(Stored data entries)
-------

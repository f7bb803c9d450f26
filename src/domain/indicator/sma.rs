//! Simple moving average.

/// Mean of the last `period` values, or `None` when fewer are available.
pub fn calculate_sma(values: &[f64], period: usize) -> Option<f64> {
    if period == 0 || values.len() < period {
        return None;
    }
    let tail = &values[values.len() - period..];
    Some(tail.iter().sum::<f64>() / period as f64)
}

-------

PROBLEM DESCRIPTION | Would you repeat each of the records above exactly?

SOLUTION TO THIS TASK |
repository f7bb803c9d450f26
filename src/domain/indicator/sma.rs
//! Simple moving average.

/// Mean of the last `period` values, or `None` when fewer are available.
pub fn calculate_sma(values: &[f64], period: usize) -> Option<f64> {
    if period == 0 || values.len() < period {
        return None;
    }
    let tail = &values[values.len() - period..];
    Some(tail.iter().sum::<f64>() / period as f64)
}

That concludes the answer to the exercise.